On Thursday, California Gov. Gavin Newsom Announce The state is launching what the state calls the nation’s first AI unemployment tracker, a public dashboard designed to monitor whether AI is contributing to job losses in the state. The initiative adds to California’s expanding goal of shaping AI policy under Newsom, who is widely viewed as a potential Democratic contender for the presidency in 2028.

“As part of my first-in-the-nation executive order on AI, my administration just launched a dashboard to track signs of job losses due to AI and provide better support for workers who may be affected,” Newsom said. books On X. “California won’t just watch this emerging technology from the sidelines; we’ll take action.”

Developed by the California Department of Employment Development and researchers at the UCSD site of the California Policy Lab, the dashboard will be updated monthly and track unemployment claims across occupations considered highly vulnerable to AI. State officials say the data will help determine where workers may need retraining, job search assistance, health coverage guidance, or other support.

“Artificial intelligence is advancing rapidly, and workers’ concerns about what this could mean for their jobs are real,” Till von Wachter, a professor of economics at UCLA and director of the UCLA website of the California Policy Lab, said in a statement. “This new tracker helps replace guesswork with evidence, giving us a clearer understanding of what’s changing and how to better support affected workers.”

The move reflects a broader shift in how policymakers respond to artificial intelligence. Vermont Senator Bernie Sanders has increasingly done so Sound the alarm about job losses due to artificial intelligence, while Missouri Republican Senator Josh Hawley said in October, foot Bipartisan legislation requiring companies to report AI-related layoffs. In April, New York Assemblyman Alex Burris Suggested The “AI dividend” associated with job displacement due to AI.
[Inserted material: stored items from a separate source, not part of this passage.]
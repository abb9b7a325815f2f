use super::{RecordIter, RecordResult, SiteScope};
use crate::domain::{MetricDetail, MetricFamily};
use serde_json::Value;
use std::iter;

/// One record per `errorType -> count` pair.
pub fn error_response_types(scope: SiteScope<'_>) -> RecordIter<'_> {
    let family = MetricFamily::ErrorResponseTypes;
    match scope.site.family(family.as_str()) {
        None => Box::new(iter::empty()),
        Some(Value::Object(counts)) => {
            Box::new(counts.iter().map(move |(error_type, value)| -> RecordResult {
                Ok(scope.record(MetricDetail::ErrorResponseType {
                    error_type: error_type.clone(),
                    value: value.clone(),
                }))
            }))
        }
        Some(_) => Box::new(iter::once(Err(scope.unexpected_shape(family, "object")))),
    }
}

/// One record per origin server entry; `avgResponseTime` becomes `value`.
pub fn origin_response_time(scope: SiteScope<'_>) -> RecordIter<'_> {
    let family = MetricFamily::OriginResponseTime;
    match scope.site.family(family.as_str()) {
        None => Box::new(iter::empty()),
        Some(Value::Array(entries)) => Box::new(entries.iter().map(move |entry| -> RecordResult {
            Ok(scope.record(MetricDetail::OriginResponseTime {
                value: scope.field(family, entry, "avgResponseTime")?.clone(),
                server: scope.field(family, entry, "server")?.clone(),
                data_center_name: scope.field(family, entry, "dataCenterName")?.clone(),
            }))
        })),
        Some(_) => Box::new(iter::once(Err(scope.unexpected_shape(family, "array")))),
    }
}

/// One record per (region, pop) pair; `valuePerPop` becomes `value`.
pub fn pop_latency(scope: SiteScope<'_>) -> RecordIter<'_> {
    let family = MetricFamily::PopLatency;
    match scope.site.family(family.as_str()) {
        None => Box::new(iter::empty()),
        Some(Value::Array(regions)) => {
            Box::new(regions.iter().flat_map(move |region| region_pops(scope, region)))
        }
        Some(_) => Box::new(iter::once(Err(scope.unexpected_shape(family, "array")))),
    }
}

fn region_pops<'a>(scope: SiteScope<'a>, region_entry: &'a Value) -> RecordIter<'a> {
    let family = MetricFamily::PopLatency;
    let region = match scope.field(family, region_entry, "region") {
        Ok(region) => region,
        Err(e) => return Box::new(iter::once(Err(e))),
    };

    // A region without pops contributes nothing.
    match region_entry.get("pops") {
        None | Some(Value::Null) => Box::new(iter::empty()),
        Some(Value::Array(pops)) => Box::new(pops.iter().map(move |pop_entry| -> RecordResult {
            Ok(scope.record(MetricDetail::PopLatency {
                value: scope.field(family, pop_entry, "valuePerPop")?.clone(),
                region: region.clone(),
                pop: scope.field(family, pop_entry, "pop")?.clone(),
            }))
        })),
        Some(_) => Box::new(iter::once(Err(scope.unexpected_shape(family, "array of pops")))),
    }
}
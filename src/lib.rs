// Specific pedantic lints enforced (not blanket allow):
#![deny(
    clippy::explicit_iter_loop,
    clippy::manual_let_else,
    clippy::semicolon_if_nothing_returned,
    clippy::inconsistent_struct_constructor
)]
// Noisy pedantic lints suppressed with justification:
#![allow(
    clippy::cast_possible_truncation, // Durations and millisecond timestamps stay within i64/u64
    clippy::cast_precision_loss,      // Acceptable for jitter and display
    clippy::missing_errors_doc,       // Internal API
    clippy::module_name_repetitions,  // e.g. SinkError in sender module
    clippy::must_use_candidate,       // Annotated selectively on critical APIs
    clippy::doc_markdown              // Internal API
)]

pub mod app;
pub mod domain;
pub mod flatten;
pub mod pipeline;
pub mod reliability;
pub mod scheduler;
pub mod sender;
pub mod source;

// Re-export main types for easy access
pub use app::{App, Config};

// Version information
pub const VERSION: &str = env!("CARGO_PKG_VERSION");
So far, California data suggests that the feared wave of AI layoffs has not yet arrived. The researchers found no evidence of higher state-level unemployment rates associated with AI, but they did identify higher unemployment claims among college-educated workers in occupations with high exposure to AI after the launch of ChatGPT-3.5 in 2022, particularly in the San Francisco Bay Area.

This announcement comes as concerns about job losses due to artificial intelligence continue to grow. In January, Anthropic CEO Dario Amodei to caution AI could eliminate up to half of entry-level management jobs within five years. Since then, economists have begun review Previous assumptions that AI would primarily augment workers rather than replace them. In April, the Fed He studies It found that programmer job growth in the US declined by nearly 50% after ChatGPT’s launch, providing some of the strongest evidence to date that generative AI is impacting employment in high-exposure occupations.